The film, helmed by Jumanji director Joe Johnston, is one of the most action-packed films of the MCU. However, unlike the previous MCU films, there are stakes in The First Avenger. In the earlier MCU films, the action plays out but it never feels as though the characters are actually in danger. The First Avenger is full of stakes and the danger feels real, most notably after Bucky’s “death”. Due to the nature of Cap’s powers, his action sequences are more gritty compared to the action of characters such as Iron Man or Thor. This, of course, leads to action scenes that are actually entertaining, rather than overloaded CGI set pieces.
Although the film is heavily reliant on the sheer perfect casting of Evans as Cap, the film also benefits from having an outstanding supporting cast. Stanley Tucci has a delightful, yet small role as the scientist who gives Rogers his powers. As for Sebastian Stan as Rogers’ best friend and future Winter Solider, Bucky Barnes, he delivers a fun performance that was simply giving audiences a taste of what was to come. The rest of the cast, featuring the likes of Dominic Cooper, Neal McDonough and Tommy Lee Jones all have their own moments to shine. However, it’s not all positive for everyone in terms of performances as Hugo Weaving’s performance as villain Red Skull is often criticised for being too cartoonish. For me, his performance is well suited to a film which, unlike the rest of the MCU films, fully embraces his cartoonish history.
I, of course, left Hayley Atwell as Peggy Carter, out earlier because she deserves a section all to herself. Peggy Carter is the greatest female character in the MCU. The chemistry between Atwell and Evans is arguably the best romantic pairing out of all comic book films. While romances often feel rushed, especially in the MCU (looking at you Thor and Jane), the romance between Peggy and Steve feels natural and believable. There is a real tenderness to their relationship that makes it truly memorable.
Another aspect that makes The First Avenger truly feel like its own film and not just another film in the MCU, is the 1940s period setting. The setting influences the film in every aspect of storytelling such as dialogue, music, and spectacular costume design. The portrayal of an alternate 40s with flying cars already in development, for example, is very interesting and alongside Hayley Atwell’s fan favourite character, was deemed worthy enough to be explored in the unfortunately short-lived series Agent Carter.

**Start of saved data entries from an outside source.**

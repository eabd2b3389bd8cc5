use clap::Parser;
use predicates::prelude::*;
use serial_test::serial;

use promptweave::cli::Cli;
use promptweave::config::GlobalConfig;

use crate::common::{REVIEW_LIBRARY, TestProject};

#[test]
fn test_config_ceiling_applies_to_resolution() {
    let project = TestProject::new().unwrap();
    project.import(REVIEW_LIBRARY).unwrap();

    project.write_config("[resolution]\nmax_depth = 1\n").unwrap();
    project
        .pweave()
        .args(["resolve", "review"])
        .assert()
        .failure()
        .stderr(predicate::str::contains("Maximum nesting depth of 1 exceeded"));

    project.pweave().args(["resolve", "checklist"]).assert().success();
}

#[test]
fn test_invalid_config_is_rejected() {
    let project = TestProject::new().unwrap();
    project.write_config("[bulk]\nmax_parallel = 0\n").unwrap();

    project
        .pweave()
        .arg("check")
        .assert()
        .failure()
        .stderr(predicate::str::contains("max_parallel"));
}

#[test]
fn test_database_key_used_without_db_flag() {
    let project = TestProject::new().unwrap();
    let db = project.root().join("from-config.db");
    project.write_config(&format!("database = {:?}\n", db.display().to_string())).unwrap();
    let library = project.write_file("library.toml", REVIEW_LIBRARY).unwrap();

    assert_cmd::Command::cargo_bin("pweave")
        .unwrap()
        .env("PROMPTWEAVE_CONFIG", project.config_path())
        .env_remove("PROMPTWEAVE_DB")
        .arg("import")
        .arg(&library)
        .assert()
        .success();

    assert!(db.exists());
    assert!(!project.db_path().exists());
}

#[tokio::test]
async fn test_missing_config_file_yields_defaults() {
    let project = TestProject::new().unwrap();
    let config = GlobalConfig::load_with_optional(Some(project.config_path().to_path_buf())).await.unwrap();

    assert_eq!(config, GlobalConfig::default());
    let engine = config.engine_config().unwrap();
    assert_eq!(engine.max_depth, promptweave::constants::MAX_NESTING_DEPTH);
    assert!(engine.max_parallel >= 1);
}

#[test]
#[serial]
fn test_environment_supplies_global_flags() {
    let project = TestProject::new().unwrap();

    // SAFETY: serialized with every other test touching these variables.
    unsafe {
        std::env::set_var("PROMPTWEAVE_DB", project.db_path());
        std::env::set_var("PROMPTWEAVE_CONFIG", project.config_path());
    }
    let from_env = Cli::try_parse_from(["pweave", "check"]).unwrap().build_config();
    let from_flag = Cli::try_parse_from(["pweave", "check", "--db", "other.db"]).unwrap().build_config();
    unsafe {
        std::env::remove_var("PROMPTWEAVE_DB");
        std::env::remove_var("PROMPTWEAVE_CONFIG");
    }

    assert_eq!(from_env.database.as_deref(), Some(project.db_path()));
    assert_eq!(from_env.config_path.as_deref(), Some(project.config_path()));
    assert_eq!(from_flag.database.as_deref(), Some(std::path::Path::new("other.db")));
}
//! Export the store as a prompt library.

use anyhow::Result;
use clap::Args;
use std::path::PathBuf;

use super::CliConfig;
use super::common::CommandContext;
use crate::library::{LibraryFormat, export_library};

/// Command to export every stored prompt.
///
/// Writes to stdout unless `--output` is given. Component references are
/// written as slugs so the file imports into any store.
#[derive(Args, Debug)]
pub struct ExportCommand {
    /// File to write; stdout when omitted.
    #[arg(short, long)]
    output: Option<PathBuf>,

    /// Output format; guessed from `--output` when omitted, TOML on stdout.
    #[arg(short, long, value_enum)]
    format: Option<LibraryFormat>,
}

impl ExportCommand {
    /// Execute the export command.
    pub async fn execute(self, config: &CliConfig) -> Result<()> {
        let ctx = CommandContext::open(config).await?;
        let library = export_library(&ctx.store)?;

        match &self.output {
            Some(path) => {
                let format = self.format.unwrap_or_else(|| LibraryFormat::from_path(path));
                library.save(path, format).await?;
                tracing::info!("Exported {} prompts to {}", library.prompts.len(), path.display());
            }
            None => {
                let rendered = library.render(self.format.unwrap_or_default())?;
                println!("{}", rendered.trim_end());
            }
        }
        Ok(())
    }
}
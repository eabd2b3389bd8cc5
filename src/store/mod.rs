//! SQLite-backed prompt storage.
//!
//! Two tables hold the reference graph:
//!
//! ```sql
//! prompts(id, slug UNIQUE, title, text, is_compound, max_depth)
//! prompt_components(id, compound_prompt_id, component_prompt_id, position,
//!                   text_before, text_after, UNIQUE(compound_prompt_id, position))
//! ```
//!
//! [`SqliteStore`] is the live implementation of both fetch capabilities:
//! [`PromptSource::fetch`] reads one prompt and its components, and
//! [`BatchSource::fetch_batch`] reads many prompts in a single pass with
//! `WHERE id IN (...)`. Each component row is joined with the referenced
//! prompt's own columns, which is what lets bulk fetching see whether a
//! referenced prompt is compound without another query.
//!
//! Connections come from an r2d2 pool. Every method takes a connection for
//! the duration of one statement or transaction and returns it before
//! calling back into the engine, so a pool of one connection (in-memory
//! databases) never deadlocks.

use r2d2::{Pool, PooledConnection};
use r2d2_sqlite::SqliteConnectionManager;
use rusqlite::{Connection, OptionalExtension, Row, Transaction, params, params_from_iter};
use std::collections::HashMap;
use std::path::Path;

use crate::core::{Component, ComponentRecord, Prompt, PromptError, PromptId, PromptRecord, Result};
use crate::graph::GraphValidator;
use crate::source::{BatchSource, PromptSource};

/// Ids per `IN (...)` statement, well under SQLite's bound-parameter limit.
const BATCH_CHUNK_SIZE: usize = 500;

const SCHEMA: &str = "
CREATE TABLE IF NOT EXISTS prompts (
    id INTEGER PRIMARY KEY AUTOINCREMENT,
    slug TEXT NOT NULL UNIQUE,
    title TEXT,
    text TEXT,
    is_compound INTEGER NOT NULL DEFAULT 0,
    max_depth INTEGER
);
CREATE TABLE IF NOT EXISTS prompt_components (
    id INTEGER PRIMARY KEY AUTOINCREMENT,
    compound_prompt_id INTEGER NOT NULL REFERENCES prompts(id) ON DELETE CASCADE,
    component_prompt_id INTEGER REFERENCES prompts(id),
    position INTEGER NOT NULL,
    text_before TEXT,
    text_after TEXT,
    UNIQUE(compound_prompt_id, position)
);
CREATE INDEX IF NOT EXISTS idx_prompt_components_component
    ON prompt_components(component_prompt_id);
";

const PROMPT_COLUMNS: &str = "id, slug, title, text, is_compound, max_depth";

const COMPONENT_QUERY: &str = "
SELECT c.compound_prompt_id, c.position, c.component_prompt_id, c.text_before, c.text_after,
       p.id, p.slug, p.title, p.text, p.is_compound, p.max_depth
FROM prompt_components c
LEFT JOIN prompts p ON p.id = c.component_prompt_id";

/// Fields of a prompt about to be created.
#[derive(Debug, Clone, Default, PartialEq, Eq)]
pub struct NewPrompt {
    /// Unique key.
    pub slug: String,
    /// Optional display title.
    pub title: Option<String>,
    /// Literal text; ignored for compound prompts.
    pub text: Option<String>,
    /// Whether the prompt is assembled from components.
    pub is_compound: bool,
}

impl NewPrompt {
    /// A non-compound prompt with literal text.
    pub fn simple(slug: impl Into<String>, text: impl Into<String>) -> Self {
        Self {
            slug: slug.into(),
            text: Some(text.into()),
            ..Self::default()
        }
    }

    /// A compound prompt with no components yet.
    pub fn compound(slug: impl Into<String>) -> Self {
        Self {
            slug: slug.into(),
            is_compound: true,
            ..Self::default()
        }
    }

    /// Set the display title.
    #[must_use]
    pub fn with_title(mut self, title: impl Into<String>) -> Self {
        self.title = Some(title.into());
        self
    }
}

/// A component about to be appended to a compound prompt.
#[derive(Debug, Clone, Default, PartialEq, Eq)]
pub struct NewComponent {
    /// Referenced prompt.
    pub prompt: Option<PromptId>,
    /// Text placed before the referenced content.
    pub text_before: Option<String>,
    /// Text placed after the referenced content.
    pub text_after: Option<String>,
}

impl NewComponent {
    fn at(self, position: u32) -> Component {
        Component {
            position,
            component_prompt_id: self.prompt,
            text_before: self.text_before,
            text_after: self.text_after,
        }
    }
}

fn db_error(operation: &'static str) -> impl Fn(rusqlite::Error) -> PromptError {
    move |e| PromptError::storage(operation, e)
}

fn is_unique_violation(error: &rusqlite::Error) -> bool {
    matches!(
        error,
        rusqlite::Error::SqliteFailure(e, _) if e.code == rusqlite::ErrorCode::ConstraintViolation
    )
}

fn prompt_from_row(row: &Row<'_>, offset: usize) -> rusqlite::Result<Prompt> {
    Ok(Prompt {
        id: PromptId(row.get(offset)?),
        slug: row.get(offset + 1)?,
        title: row.get(offset + 2)?,
        text: row.get(offset + 3)?,
        is_compound: row.get(offset + 4)?,
        max_depth: row.get(offset + 5)?,
    })
}

/// Maps a `COMPONENT_QUERY` row to its owner id and component record.
fn component_from_row(row: &Row<'_>) -> rusqlite::Result<(PromptId, ComponentRecord)> {
    let owner = PromptId(row.get(0)?);
    let component = Component {
        position: row.get(1)?,
        component_prompt_id: row.get::<_, Option<i64>>(2)?.map(PromptId),
        text_before: row.get(3)?,
        text_after: row.get(4)?,
    };
    let referenced = match row.get::<_, Option<i64>>(5)? {
        Some(_) => Some(prompt_from_row(row, 5)?),
        None => None,
    };
    Ok((
        owner,
        ComponentRecord {
            component,
            referenced,
        },
    ))
}

/// Insert one prompt row.
pub(crate) fn insert_prompt(conn: &Connection, prompt: &NewPrompt) -> Result<PromptId> {
    let slug = prompt.slug.trim();
    if slug.is_empty() {
        return Err(PromptError::Other {
            message: "Prompt slug must not be empty".to_string(),
        });
    }
    let text = if prompt.is_compound {
        None
    } else {
        prompt.text.as_deref()
    };

    conn.execute(
        "INSERT INTO prompts (slug, title, text, is_compound) VALUES (?1, ?2, ?3, ?4)",
        params![slug, prompt.title, text, prompt.is_compound],
    )
    .map_err(|e| {
        if is_unique_violation(&e) {
            PromptError::storage("create prompt", format!("slug '{slug}' already exists"))
        } else {
            PromptError::storage("create prompt", e)
        }
    })?;

    Ok(PromptId(conn.last_insert_rowid()))
}

/// Insert one component row at its recorded position.
pub(crate) fn insert_component(conn: &Connection, compound_id: PromptId, component: &Component) -> Result<()> {
    conn.execute(
        "INSERT INTO prompt_components
         (compound_prompt_id, component_prompt_id, position, text_before, text_after)
         VALUES (?1, ?2, ?3, ?4, ?5)",
        params![
            compound_id.get(),
            component.component_prompt_id.map(PromptId::get),
            component.position,
            component.text_before,
            component.text_after,
        ],
    )
    .map_err(db_error("insert component"))?;
    Ok(())
}

/// A prompt table in SQLite.
pub struct SqliteStore {
    pool: Pool<SqliteConnectionManager>,
}
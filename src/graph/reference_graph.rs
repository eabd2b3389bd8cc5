//! Whole-library reference graph.
//!
//! The validator in [`super::validator`] walks the graph lazily through a fetch
//! capability, one prompt at a time. This module instead materializes every
//! reference of a library at once, which import and `pweave check` need:
//! a cycle check over prompts that are not stored yet, and a
//! dependencies-first order for backfilling `max_depth`.

use petgraph::algo::toposort;
use petgraph::graph::{DiGraph, NodeIndex};
use std::collections::{HashMap, HashSet};
use std::fmt;
use std::hash::Hash;

/// A cycle found in a [`ReferenceGraph`], closing node repeated at the end.
#[derive(Debug, Clone, PartialEq, Eq)]
pub struct Cycle<N>(pub Vec<N>);

impl<N: fmt::Display> fmt::Display for Cycle<N> {
    fn fmt(&self, f: &mut fmt::Formatter<'_>) -> fmt::Result {
        let parts: Vec<String> = self.0.iter().map(ToString::to_string).collect();
        write!(f, "{}", parts.join(" → "))
    }
}

/// Color states for cycle detection using DFS.
#[derive(Debug, Clone, Copy, PartialEq, Eq)]
enum Color {
    /// Node has not been visited.
    White,
    /// Node is on the current DFS path.
    Gray,
    /// Node and everything below it has been visited.
    Black,
}

/// Directed graph of "compound prompt references prompt" edges.
///
/// Nodes are slugs during import and ids when checking a store.
pub struct ReferenceGraph<N> {
    graph: DiGraph<N, ()>,
    node_map: HashMap<N, NodeIndex>,
}

impl<N> ReferenceGraph<N>
where
    N: Clone + Eq + Hash + Ord + fmt::Display,
{
    /// Create a new empty graph.
    pub fn new() -> Self {
        Self {
            graph: DiGraph::new(),
            node_map: HashMap::new(),
        }
    }

    fn ensure_node(&mut self, node: N) -> NodeIndex {
        if let Some(&index) = self.node_map.get(&node) {
            index
        } else {
            let index = self.graph.add_node(node.clone());
            self.node_map.insert(node, index);
            index
        }
    }

    /// Register a prompt that may have no references at all.
    pub fn add_prompt(&mut self, node: N) {
        self.ensure_node(node);
    }

    /// Record that compound prompt `from` has a component referencing `to`.
    pub fn add_reference(&mut self, from: N, to: N) {
        let from_idx = self.ensure_node(from);
        let to_idx = self.ensure_node(to);

        if !self.graph.contains_edge(from_idx, to_idx) {
            self.graph.add_edge(from_idx, to_idx, ());
        }
    }

    /// Find a cycle, if any, using DFS with colors.
    pub fn find_cycle(&self) -> Option<Cycle<N>> {
        let mut colors: HashMap<NodeIndex, Color> =
            self.graph.node_indices().map(|idx| (idx, Color::White)).collect();
        let mut path: Vec<NodeIndex> = Vec::new();

        for node in self.graph.node_indices() {
            if colors.get(&node) == Some(&Color::White)
                && let Some(cycle) = self.dfs_visit(node, &mut colors, &mut path)
            {
                return Some(Cycle(cycle.into_iter().map(|idx| self.graph[idx].clone()).collect()));
            }
        }

        None
    }

    fn dfs_visit(
        &self,
        node: NodeIndex,
        colors: &mut HashMap<NodeIndex, Color>,
        path: &mut Vec<NodeIndex>,
    ) -> Option<Vec<NodeIndex>> {
        colors.insert(node, Color::Gray);
        path.push(node);

        for neighbor in self.graph.neighbors(node) {
            match colors.get(&neighbor) {
                Some(Color::Gray) => {
                    let start = path.iter().position(|&n| n == neighbor).unwrap_or(0);
                    let mut cycle = path[start..].to_vec();
                    cycle.push(neighbor);
                    return Some(cycle);
                }
                Some(Color::White) => {
                    if let Some(cycle) = self.dfs_visit(neighbor, colors, path) {
                        return Some(cycle);
                    }
                }
                _ => {}
            }
        }

        path.pop();
        colors.insert(node, Color::Black);
        None
    }

    /// Nodes ordered so every referenced prompt precedes the prompts referencing it.
    ///
    /// # Errors
    ///
    /// Returns the offending [`Cycle`] when the graph is cyclic.
    pub fn topological_order(&self) -> Result<Vec<N>, Cycle<N>> {
        if let Some(cycle) = self.find_cycle() {
            return Err(cycle);
        }

        match toposort(&self.graph, None) {
            Ok(indices) => Ok(indices.into_iter().rev().map(|idx| self.graph[idx].clone()).collect()),
            Err(cycle) => Err(Cycle(vec![self.graph[cycle.node_id()].clone()])),
        }
    }

    /// Prompts directly referenced by `node`, sorted.
    pub fn references_of(&self, node: &N) -> Vec<N> {
        let mut refs: Vec<N> = match self.node_map.get(node) {
            Some(&idx) => self.graph.neighbors(idx).map(|n| self.graph[n].clone()).collect(),
            None => Vec::new(),
        };
        refs.sort();
        refs
    }

    /// Prompts whose components reference `node` directly, sorted.
    pub fn dependents_of(&self, node: &N) -> Vec<N> {
        let mut dependents: Vec<N> = match self.node_map.get(node) {
            Some(&idx) => self
                .graph
                .neighbors_directed(idx, petgraph::Direction::Incoming)
                .map(|n| self.graph[n].clone())
                .collect(),
            None => Vec::new(),
        };
        dependents.sort();
        dependents
    }

    /// Whether the graph has no nodes.
    pub fn is_empty(&self) -> bool {
        self.graph.node_count() == 0
    }

    /// Number of prompts in the graph.
    pub fn node_count(&self) -> usize {
        self.graph.node_count()
    }

    /// Number of distinct references in the graph.
    pub fn edge_count(&self) -> usize {
        self.graph.edge_count()
    }

    /// Render the references below `root` as an indented tree.
    pub fn to_tree_string(&self, root: &N) -> String {
        let mut result = format!("{root}\n");
        let mut on_path = HashSet::new();
        on_path.insert(root.clone());
        self.build_tree_string(root, &mut result, "", &mut on_path);
        result
    }

    fn build_tree_string(&self, node: &N, result: &mut String, prefix: &str, on_path: &mut HashSet<N>) {
        let refs = self.references_of(node);

        for (i, child) in refs.iter().enumerate() {
            let is_last = i == refs.len() - 1;
            let connector = if is_last {
                "└── "
            } else {
                "├── "
            };
            result.push_str(&format!("{prefix}{connector}{child}\n"));

            let child_prefix = if is_last {
                format!("{prefix}    ")
            } else {
                format!("{prefix}│   ")
            };

            if !on_path.insert(child.clone()) {
                result.push_str(&format!("{child_prefix}└── (circular reference)\n"));
                continue;
            }
            self.build_tree_string(child, result, &child_prefix, on_path);
            on_path.remove(child);
        }
    }
}

impl<N> Default for ReferenceGraph<N>
where
    N: Clone + Eq + Hash + Ord + fmt::Display,
{
    fn default() -> Self {
        Self::new()
    }
}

On to the negatives. Firstly, while the visual effects are mostly great, there are far too many instances of poorly rendered CGI. The most notable case is the scene involving Bucky’s “death”. As he falls from the train, the snowy mountain background looks awful. This is also the case during many of the action scenes where the explosions look far too much like a video game.
Lastly, the film utilises a storytelling technique seen throughout cinema: the montage. I fully support montages, when they are done right. Unfortunately, in The First Avenger, the montage is actually the most interesting plotline of the film. It shows how Cap developed a reputation as a hero, something which the audience really should have seen. The film could have benefited from being 15 minutes longer to give Cap more development. Rogers has been further developed in the exceptional sequels The Winter Solider and Civil War, however, not enough is done in the first film to show the type of character he is as Captain America.
Captain America: The First Avenger is a unique film within the MCU. It is the most fun film of the early stages of the MCU, however, it suffers from storytelling issues that drag the film down. Chris Evan’s brilliant performance remains one of the strongest within the MCU and ensures that the film, even in the slower moments, remains thoroughly entertaining.